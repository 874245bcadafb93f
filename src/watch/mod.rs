//! Live filesystem watching.

pub mod watcher;

pub use watcher::{EventDebouncer, EventTranslator, VolumeWatcher};
// Shared fixtures for catalog tests
#![allow(dead_code)]

use std::fs;
use std::path::Path;

use volcat::catalog::{Catalog, DirEntry, EntryKey, FileEntry, Metadata};

pub const VOLUME: &str = "v1";

pub fn catalog() -> Catalog {
    Catalog::open_in_memory().unwrap()
}

pub fn key(path: &str) -> EntryKey {
    EntryKey::new(VOLUME, path)
}

pub fn file(path: &str, size: u64, mtime: i64) -> FileEntry {
    file_in(VOLUME, path, size, mtime)
}

pub fn file_in(volume: &str, path: &str, size: u64, mtime: i64) -> FileEntry {
    FileEntry::new(EntryKey::new(volume, path), Metadata::new(size, mtime, mtime, mtime))
}

pub fn dir(path: &str) -> DirEntry {
    DirEntry::new(key(path), Metadata::new(0, 1_600_000_000, 1_600_000_000, 1_600_000_000))
}

/// Store a hash for an already catalogued file and clear its rehash flag.
pub fn set_hash(catalog: &mut Catalog, key: &EntryKey, hash: &str) {
    let mut stored = catalog.get_file(key).unwrap().expect("file is catalogued");
    stored.content_hash = Some(hash.to_string());
    stored.rehash_pending = false;
    assert_eq!(catalog.write_hashed(&[stored]).unwrap(), 1);
}

/// Write `content` below `root`, creating parent directories.
pub fn write_file(root: &Path, relative: &str, content: &[u8]) {
    let path = root.join(relative);
    if let Some(parent) = path.parent() {
        fs::create_dir_all(parent).unwrap();
    }
    fs::write(path, content).unwrap();
}
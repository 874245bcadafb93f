// Bulk reconciliation of a full scan against the catalog
// Stage, upsert and prune run in one transaction per entry kind

use rusqlite::{params, Transaction};
use std::time::Instant;
use tracing::{debug, info};

use super::entry::{CatalogEntry, DirEntry, Entry, EntryKind, FileEntry};
use super::error::{CatalogError, Result};
use super::schema;
use super::store::{size_to_sql, Catalog};

/// Outcome of one reconcile pass.
#[derive(Debug, Clone, Copy, Default, PartialEq, Eq, serde::Serialize)]
pub struct ReconcileReport {
    /// Distinct keys in the staging set.
    pub staged: u64,
    /// Keys that were new to the catalog.
    pub inserted: u64,
    /// Existing keys whose size or mtime changed.
    pub updated: u64,
    /// Files newly marked for rehashing (always zero for directories).
    pub rehash_flagged: u64,
    /// Catalog rows removed because the scan no longer contains them.
    pub deleted: u64,
}

const STAGE_ROW: &str = "
    INSERT OR REPLACE INTO staged_entries (volume, path, parent, size, ctime, mtime, atime)
    VALUES (?1, ?2, ?3, ?4, ?5, ?6, ?7)";

// `WHERE true` keeps SQLite from parsing ON CONFLICT as a join constraint.
const APPLY_FILES: &str = "
    INSERT INTO files (volume, path, parent, size, ctime, mtime, atime, content_hash, rehash_pending)
    SELECT volume, path, parent, size, ctime, mtime, atime, NULL, 0 FROM staged_entries WHERE true
    ON CONFLICT (volume, path) DO UPDATE SET
        parent = excluded.parent,
        size = excluded.size,
        ctime = excluded.ctime,
        mtime = excluded.mtime,
        atime = excluded.atime,
        rehash_pending = CASE
            WHEN files.size IS NOT excluded.size OR files.mtime IS NOT excluded.mtime THEN 1
            ELSE files.rehash_pending
        END";

const APPLY_DIRS: &str = "
    INSERT INTO dirs (volume, path, parent, size, ctime, mtime, atime, dup_count)
    SELECT volume, path, parent, size, ctime, mtime, atime, NULL FROM staged_entries WHERE true
    ON CONFLICT (volume, path) DO UPDATE SET
        parent = excluded.parent,
        size = excluded.size,
        ctime = excluded.ctime,
        mtime = excluded.mtime,
        atime = excluded.atime";

impl Catalog {
    /// Make the catalog match `scanned` for every volume it mentions.
    ///
    /// Entries are upserted, files whose size or mtime moved are flagged for
    /// rehashing, and rows of the scanned volumes that are missing from the
    /// listing are deleted. Volumes absent from `scanned` are untouched, and
    /// an empty listing changes nothing.
    pub fn reconcile<E: CatalogEntry>(&mut self, scanned: &[E]) -> Result<ReconcileReport> {
        let kind = E::KIND;
        if scanned.is_empty() {
            debug!(table = kind.table(), "empty scan, nothing to reconcile");
            return Ok(ReconcileReport::default());
        }

        info!(table = kind.table(), entries = scanned.len(), "reconciling catalog");
        let report = self.with_immediate_tx(|tx| {
            let start = Instant::now();
            stage(tx, scanned)?;
            debug!(elapsed = ?start.elapsed(), "staged");

            let mut report = measure(tx, kind)?;

            let start = Instant::now();
            let apply = match kind {
                EntryKind::File => APPLY_FILES,
                EntryKind::Directory => APPLY_DIRS,
            };
            tx.execute(apply, [])?;
            debug!(elapsed = ?start.elapsed(), "upserted");

            let start = Instant::now();
            report.deleted = prune(tx, kind)?;
            debug!(elapsed = ?start.elapsed(), "pruned");

            tx.execute("DELETE FROM staged_entries", [])?;
            Ok(report)
        })?;

        info!(
            table = kind.table(),
            inserted = report.inserted,
            updated = report.updated,
            deleted = report.deleted,
            "reconcile committed"
        );
        Ok(report)
    }

    /// Reconcile a listing of tagged entries that must all be of `kind`.
    pub fn reconcile_entries(&mut self, kind: EntryKind, scanned: &[Entry]) -> Result<ReconcileReport> {
        match kind {
            EntryKind::File => {
                let files = scanned
                    .iter()
                    .map(|entry| match entry {
                        Entry::File(file) => Ok(file.clone()),
                        other => Err(mismatch(kind, other)),
                    })
                    .collect::<Result<Vec<FileEntry>>>()?;
                self.reconcile(&files)
            }
            EntryKind::Directory => {
                let dirs = scanned
                    .iter()
                    .map(|entry| match entry {
                        Entry::Directory(dir) => Ok(dir.clone()),
                        other => Err(mismatch(kind, other)),
                    })
                    .collect::<Result<Vec<DirEntry>>>()?;
                self.reconcile(&dirs)
            }
        }
    }
}

fn mismatch(expected: EntryKind, found: &Entry) -> CatalogError {
    CatalogError::KindMismatch {
        expected,
        found: found.kind(),
    }
}

fn stage<E: CatalogEntry>(tx: &Transaction<'_>, scanned: &[E]) -> Result<()> {
    tx.execute_batch(schema::STAGING)?;
    tx.execute("DELETE FROM staged_entries", [])?;

    let mut insert = tx.prepare_cached(STAGE_ROW)?;
    for entry in scanned {
        let key = entry.key();
        let meta = entry.meta();
        insert.execute(params![
            key.volume,
            key.path,
            entry.parent(),
            size_to_sql(meta.size),
            meta.ctime.timestamp(),
            meta.mtime.timestamp(),
            meta.atime.timestamp(),
        ])?;
    }
    Ok(())
}

/// Count what the upsert is about to do, before it does it.
fn measure(tx: &Transaction<'_>, kind: EntryKind) -> Result<ReconcileReport> {
    let table = kind.table();
    let staged: i64 = tx.query_row("SELECT COUNT(*) FROM staged_entries", [], |row| row.get(0))?;
    let inserted: i64 = tx.query_row(
        &format!(
            "SELECT COUNT(*) FROM staged_entries s WHERE NOT EXISTS \
             (SELECT 1 FROM {table} t WHERE t.volume = s.volume AND t.path = s.path)"
        ),
        [],
        |row| row.get(0),
    )?;
    let updated: i64 = tx.query_row(
        &format!(
            "SELECT COUNT(*) FROM staged_entries s JOIN {table} t \
             ON t.volume = s.volume AND t.path = s.path \
             WHERE t.size IS NOT s.size OR t.mtime IS NOT s.mtime"
        ),
        [],
        |row| row.get(0),
    )?;
    let rehash_flagged: i64 = match kind {
        EntryKind::File => tx.query_row(
            "SELECT COUNT(*) FROM staged_entries s JOIN files t \
             ON t.volume = s.volume AND t.path = s.path \
             WHERE (t.size IS NOT s.size OR t.mtime IS NOT s.mtime) \
             AND coalesce(t.rehash_pending, 0) = 0",
            [],
            |row| row.get(0),
        )?,
        EntryKind::Directory => 0,
    };

    Ok(ReconcileReport {
        staged: staged as u64,
        inserted: inserted as u64,
        updated: updated as u64,
        rehash_flagged: rehash_flagged as u64,
        deleted: 0,
    })
}

/// Delete rows of the staged volumes that the staging set does not contain.
fn prune(tx: &Transaction<'_>, kind: EntryKind) -> Result<u64> {
    let table = kind.table();
    let deleted = tx.execute(
        &format!(
            "DELETE FROM {table} \
             WHERE volume IN (SELECT DISTINCT volume FROM staged_entries) \
             AND NOT EXISTS (SELECT 1 FROM staged_entries s \
                             WHERE s.volume = {table}.volume AND s.path = {table}.path)"
        ),
        [],
    )?;
    Ok(deleted as u64)
}
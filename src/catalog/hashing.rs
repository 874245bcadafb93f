//! Hash lifecycle.
//!
//! Selects files whose digest is missing or stale, hashes them against the
//! live filesystem and writes results back in time-bounded batches. Files
//! that vanished since they were catalogued are removed along the way, and
//! duplicate counts are refreshed once the queue is drained.

use rusqlite::params;
use sha2::{Digest, Sha256};
use std::collections::HashSet;
use std::fs::File;
use std::io::Read;
use std::path::Path;
use std::sync::atomic::{AtomicBool, Ordering};
use std::sync::Arc;
use std::time::{Duration, Instant};
use tracing::{debug, info, warn};

use super::entry::{EntryKey, EntryKind, FileEntry, Metadata};
use super::error::{CatalogError, Result};
use super::store::{file_from_row, size_to_sql, Catalog, FILE_COLUMNS};

/// Default number of files fetched per selection.
pub const DEFAULT_SELECT_LIMIT: usize = 100;
/// Default elapsed time after which pending results are flushed.
pub const DEFAULT_FLUSH_INTERVAL: Duration = Duration::from_secs(6);
/// Default number of pending results that forces a flush.
pub const DEFAULT_FLUSH_MAX_ITEMS: usize = 1000;

/// Computes the content digest of a file.
pub trait ContentDigest {
    /// Hex digest of the file's bytes.
    fn digest_file(&self, path: &Path) -> Result<String>;
}

/// SHA-256 over the whole file, hex encoded.
#[derive(Debug, Clone, Copy, Default)]
pub struct Sha256Digest;

impl ContentDigest for Sha256Digest {
    fn digest_file(&self, path: &Path) -> Result<String> {
        let digest_error = |source| CatalogError::Digest {
            path: path.to_path_buf(),
            source,
        };
        let mut file = File::open(path).map_err(digest_error)?;
        let mut hasher = Sha256::new();
        let mut buffer = vec![0u8; 64 * 1024];

        loop {
            let bytes_read = file.read(&mut buffer).map_err(digest_error)?;
            if bytes_read == 0 {
                break;
            }
            hasher.update(&buffer[..bytes_read]);
        }

        Ok(hex::encode(hasher.finalize()))
    }
}

/// Accumulates items and reports when they should be persisted: after
/// `max_items` items or once `max_age` has elapsed since the last flush.
#[derive(Debug)]
pub struct FlushBatcher<T> {
    pending: Vec<T>,
    max_items: usize,
    max_age: Duration,
    last_flush: Instant,
}

impl<T> FlushBatcher<T> {
    /// `max_items == 0` disables the count threshold.
    pub fn new(max_items: usize, max_age: Duration) -> Self {
        Self {
            pending: Vec::new(),
            max_items,
            max_age,
            last_flush: Instant::now(),
        }
    }

    pub fn push(&mut self, item: T) {
        self.pending.push(item);
    }

    pub fn len(&self) -> usize {
        self.pending.len()
    }

    pub fn is_empty(&self) -> bool {
        self.pending.is_empty()
    }

    /// Whether a threshold has been crossed since the last flush.
    pub fn should_flush(&self) -> bool {
        let count_hit = self.max_items > 0 && self.pending.len() >= self.max_items;
        count_hit || self.last_flush.elapsed() >= self.max_age
    }

    /// Take the pending items and restart the clock.
    pub fn take(&mut self) -> Vec<T> {
        self.last_flush = Instant::now();
        std::mem::take(&mut self.pending)
    }
}

/// Position in the (size, volume, path) ordering of the modified queue.
#[derive(Debug, Clone, PartialEq, Eq)]
pub struct SelectCursor {
    pub size: u64,
    pub key: EntryKey,
}

impl SelectCursor {
    pub fn after(file: &FileEntry) -> Self {
        Self {
            size: file.meta.size,
            key: file.key.clone(),
        }
    }
}

impl Catalog {
    /// Files with no hash or a stale one, smallest first, at most `limit`.
    pub fn select_modified(&self, limit: usize) -> Result<Vec<FileEntry>> {
        self.select_modified_after(None, limit)
    }

    /// Like [`Catalog::select_modified`] but starting strictly after `cursor`.
    pub fn select_modified_after(&self, cursor: Option<&SelectCursor>, limit: usize) -> Result<Vec<FileEntry>> {
        let limit = i64::try_from(limit).unwrap_or(i64::MAX);
        let files = match cursor {
            None => {
                let sql = format!(
                    "SELECT {FILE_COLUMNS} FROM files \
                     WHERE content_hash IS NULL OR rehash_pending = 1 \
                     ORDER BY size ASC, volume ASC, path ASC LIMIT ?1"
                );
                let mut stmt = self.conn.prepare_cached(&sql)?;
                let rows = stmt.query_map(params![limit], file_from_row)?;
                rows.collect::<rusqlite::Result<Vec<_>>>()?
            }
            Some(cursor) => {
                let sql = format!(
                    "SELECT {FILE_COLUMNS} FROM files \
                     WHERE (content_hash IS NULL OR rehash_pending = 1) \
                     AND (size, volume, path) > (?1, ?2, ?3) \
                     ORDER BY size ASC, volume ASC, path ASC LIMIT ?4"
                );
                let mut stmt = self.conn.prepare_cached(&sql)?;
                let rows = stmt.query_map(
                    params![size_to_sql(cursor.size), cursor.key.volume, cursor.key.path, limit],
                    file_from_row,
                )?;
                rows.collect::<rusqlite::Result<Vec<_>>>()?
            }
        };
        Ok(files)
    }

    /// Persist hashing results in one transaction.
    ///
    /// Only rows that still exist are updated; a file deleted concurrently is
    /// not brought back. Returns the number of rows written.
    pub fn write_hashed(&mut self, files: &[FileEntry]) -> Result<usize> {
        if files.is_empty() {
            return Ok(0);
        }
        self.with_immediate_tx(|tx| {
            let mut update = tx.prepare_cached(
                "UPDATE files SET parent = ?3, size = ?4, ctime = ?5, mtime = ?6, atime = ?7, \
                 content_hash = ?8, rehash_pending = ?9 \
                 WHERE volume = ?1 AND path = ?2",
            )?;
            let mut written = 0;
            for file in files {
                written += update.execute(params![
                    file.key.volume,
                    file.key.path,
                    file.parent,
                    size_to_sql(file.meta.size),
                    file.meta.ctime.timestamp(),
                    file.meta.mtime.timestamp(),
                    file.meta.atime.timestamp(),
                    file.content_hash,
                    file.rehash_pending,
                ])?;
            }
            Ok(written)
        })
    }
}

/// Counters reported while and after hashing.
#[derive(Debug, Clone, Copy, Default, PartialEq, Eq, serde::Serialize)]
pub struct HashStats {
    /// Files whose digest was computed.
    pub hashed: usize,
    /// Files whose digest could not be computed this run.
    pub failed: usize,
    /// Files that vanished from disk and were removed from the catalog.
    pub skipped: usize,
    /// Results persisted to the catalog.
    pub saved: usize,
    pub bytes_hashed: u64,
    /// Directories whose duplicate count changed.
    pub dirs_recounted: u64,
    /// Whether the run stopped on request before draining the queue.
    pub interrupted: bool,
}

/// Type alias for progress callback function
pub type ProgressCallback = Box<dyn Fn(&HashStats) + Send + Sync>;

/// Driver for the hash loop.
pub struct HashJob<D: ContentDigest = Sha256Digest> {
    digest: D,
    limit: usize,
    flush_interval: Duration,
    flush_max_items: usize,
    progress_callback: Option<ProgressCallback>,
    stop: Option<Arc<AtomicBool>>,
}

impl HashJob<Sha256Digest> {
    pub fn new() -> Self {
        Self::with_digest(Sha256Digest)
    }
}

impl Default for HashJob<Sha256Digest> {
    fn default() -> Self {
        Self::new()
    }
}

impl<D: ContentDigest> HashJob<D> {
    /// Create a job that hashes with a custom digest.
    pub fn with_digest(digest: D) -> Self {
        Self {
            digest,
            limit: DEFAULT_SELECT_LIMIT,
            flush_interval: DEFAULT_FLUSH_INTERVAL,
            flush_max_items: DEFAULT_FLUSH_MAX_ITEMS,
            progress_callback: None,
            stop: None,
        }
    }

    /// Files fetched per selection.
    pub fn with_limit(mut self, limit: usize) -> Self {
        self.limit = limit.max(1);
        self
    }

    pub fn with_flush_interval(mut self, interval: Duration) -> Self {
        self.flush_interval = interval;
        self
    }

    /// Pending results that force a flush; zero means time-only flushing.
    pub fn with_flush_max_items(mut self, max_items: usize) -> Self {
        self.flush_max_items = max_items;
        self
    }

    /// Set a progress callback invoked after every file and flush.
    pub fn with_progress_callback<F>(mut self, callback: F) -> Self
    where
        F: Fn(&HashStats) + Send + Sync + 'static,
    {
        self.progress_callback = Some(Box::new(callback));
        self
    }

    /// Flag checked between batches; setting it ends the run early.
    pub fn with_stop_flag(mut self, stop: Arc<AtomicBool>) -> Self {
        self.stop = Some(stop);
        self
    }

    fn stop_requested(&self) -> bool {
        self.stop
            .as_ref()
            .map(|flag| flag.load(Ordering::Relaxed))
            .unwrap_or(false)
    }

    fn report(&self, stats: &HashStats) {
        if let Some(ref callback) = self.progress_callback {
            callback(stats);
        }
    }

    /// Hash everything that needs it, then refresh duplicate counts.
    ///
    /// The queue is walked in (size, volume, path) order; a file whose digest
    /// fails stays eligible and is retried by the next run.
    pub fn run(&self, catalog: &mut Catalog) -> Result<HashStats> {
        let mut stats = HashStats::default();
        let mut batch = FlushBatcher::new(self.flush_max_items, self.flush_interval);
        let mut cursor: Option<SelectCursor> = None;
        let mut failed_keys: HashSet<EntryKey> = HashSet::new();

        info!(limit = self.limit, "hashing modified files");
        'select: loop {
            if self.stop_requested() {
                stats.interrupted = true;
                break;
            }

            let selected = catalog.select_modified_after(cursor.as_ref(), self.limit)?;
            let Some(last) = selected.last() else {
                break;
            };
            cursor = Some(SelectCursor::after(last));
            debug!(selected = selected.len(), "selected files to hash");

            for file in selected {
                if failed_keys.contains(&file.key) {
                    continue;
                }
                let key = file.key.clone();
                match self.process(file) {
                    Ok(hashed) => {
                        if hashed.content_hash.is_some() {
                            stats.hashed += 1;
                            stats.bytes_hashed += hashed.meta.size;
                        } else {
                            stats.failed += 1;
                            failed_keys.insert(key);
                        }
                        batch.push(hashed);
                    }
                    Err(CatalogError::NotFoundOnDisk { path }) => {
                        debug!(path = %path.display(), "vanished before hashing");
                        catalog.delete_entry(EntryKind::File, &key)?;
                        stats.skipped += 1;
                    }
                    Err(e) => return Err(e),
                }

                if batch.should_flush() {
                    stats.saved += self.flush(catalog, &mut batch)?;
                    if self.stop_requested() {
                        stats.interrupted = true;
                        break 'select;
                    }
                }
                self.report(&stats);
            }
        }

        stats.saved += self.flush(catalog, &mut batch)?;
        self.report(&stats);

        stats.dirs_recounted = catalog.recompute_duplicate_counts()?;
        info!(
            hashed = stats.hashed,
            failed = stats.failed,
            skipped = stats.skipped,
            saved = stats.saved,
            "hashing finished"
        );
        Ok(stats)
    }

    /// Refresh and hash one file.
    ///
    /// A file missing on disk is removed from the catalog and reported as
    /// `NotFoundOnDisk`; an unreadable one comes back without a hash.
    fn process(&self, mut file: FileEntry) -> Result<FileEntry> {
        let full_path = file.key.full_path();
        match std::fs::symlink_metadata(&full_path) {
            Ok(meta) if meta.is_file() => {
                file.meta = Metadata::from_fs(&meta);
            }
            Ok(_) => {
                return Err(CatalogError::NotFoundOnDisk { path: full_path });
            }
            Err(e) => match CatalogError::from_io_error(e, "reading metadata of", full_path.clone()) {
                err @ CatalogError::NotFoundOnDisk { .. } => return Err(err),
                other => warn!(key = %file.key, error = %other, "keeping catalogued metadata"),
            },
        }
        file.parent = file.key.parent_path();

        match self.digest.digest_file(&full_path) {
            Ok(digest) => {
                file.content_hash = Some(digest);
                file.rehash_pending = false;
            }
            Err(e) => {
                warn!(key = %file.key, error = %e, "digest failed, will retry next run");
                file.content_hash = None;
            }
        }
        Ok(file)
    }

    fn flush(&self, catalog: &mut Catalog, batch: &mut FlushBatcher<FileEntry>) -> Result<usize> {
        if batch.is_empty() {
            batch.take();
            return Ok(0);
        }
        let files = batch.take();
        let written = catalog.write_hashed(&files)?;
        debug!(pending = files.len(), written, "flushed hash batch");
        Ok(files.len())
    }
}
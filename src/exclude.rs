//! Exclude pattern matching for catalog entries.
//!
//! Vendor and system metadata directories (Synology `@eaDir`, recycle bins,
//! Finder droppings) never reach the catalog, whether they arrive from a full
//! scan or from a live change event.

use anyhow::{Context, Result};
use globset::{Glob, GlobSet, GlobSetBuilder};
use std::path::{Component, Path};

/// Default patterns excluded from the catalog.
pub const DEFAULT_EXCLUDES: &[&str] = &[
    // NAS vendor metadata
    "@eaDir",
    "@tmp",
    "@sharebin",
    "#recycle",
    "#snapshot",
    ".@__thumb",
    // OS-specific
    ".DS_Store",
    ".AppleDouble",
    "Thumbs.db",
    "desktop.ini",
];

/// Pattern matching for catalog exclusion.
#[derive(Debug, Clone)]
pub struct ExcludePatterns {
    glob_set: GlobSet,
    patterns: Vec<String>,
}

impl Default for ExcludePatterns {
    fn default() -> Self {
        Self::with_defaults()
    }
}

impl ExcludePatterns {
    /// Create an empty exclude set that matches nothing.
    pub fn new() -> Self {
        Self {
            glob_set: GlobSet::empty(),
            patterns: Vec::new(),
        }
    }

    /// Create with the default exclude patterns.
    pub fn with_defaults() -> Self {
        let mut builder = GlobSetBuilder::new();
        let mut patterns = Vec::new();

        for pattern in DEFAULT_EXCLUDES {
            if let Ok(glob) = Glob::new(pattern) {
                builder.add(glob);
                patterns.push(pattern.to_string());
            }
        }

        Self {
            glob_set: builder.build().unwrap_or_else(|_| GlobSet::empty()),
            patterns,
        }
    }

    /// Create from a list of patterns.
    pub fn from_patterns<S: AsRef<str>>(patterns: &[S]) -> Result<Self> {
        let mut builder = GlobSetBuilder::new();
        let mut pattern_list = Vec::new();

        for pattern in patterns {
            let pattern = pattern.as_ref();
            let glob = Glob::new(pattern)
                .with_context(|| format!("invalid exclude pattern {pattern:?}"))?;
            builder.add(glob);
            pattern_list.push(pattern.to_string());
        }

        Ok(Self {
            glob_set: builder.build()?,
            patterns: pattern_list,
        })
    }

    /// Add a pattern to the exclude set.
    pub fn add_pattern(&mut self, pattern: &str) -> Result<()> {
        let mut patterns = self.patterns.clone();
        patterns.push(pattern.to_string());
        *self = Self::from_patterns(&patterns)?;
        Ok(())
    }

    /// Check if a catalog path should be excluded.
    ///
    /// Matches the whole path first, then every individual component, so a
    /// pattern like `@eaDir` excludes the directory and everything below it.
    pub fn is_excluded(&self, path: &str) -> bool {
        if self.patterns.is_empty() {
            return false;
        }
        if self.glob_set.is_match(path) {
            return true;
        }

        Path::new(path).components().any(|component| match component {
            Component::Normal(name) => self.glob_set.is_match(name.to_string_lossy().as_ref()),
            _ => false,
        })
    }

    /// Get the list of patterns.
    pub fn patterns(&self) -> &[String] {
        &self.patterns
    }
}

== What to work on ==
Read through the records above and copy the lines that contain "root".

== Written reply ==
/// Write `content` below `root`, creating parent directories.
pub fn write_file(root: &Path, relative: &str, content: &[u8]) {
    let path = root.join(relative);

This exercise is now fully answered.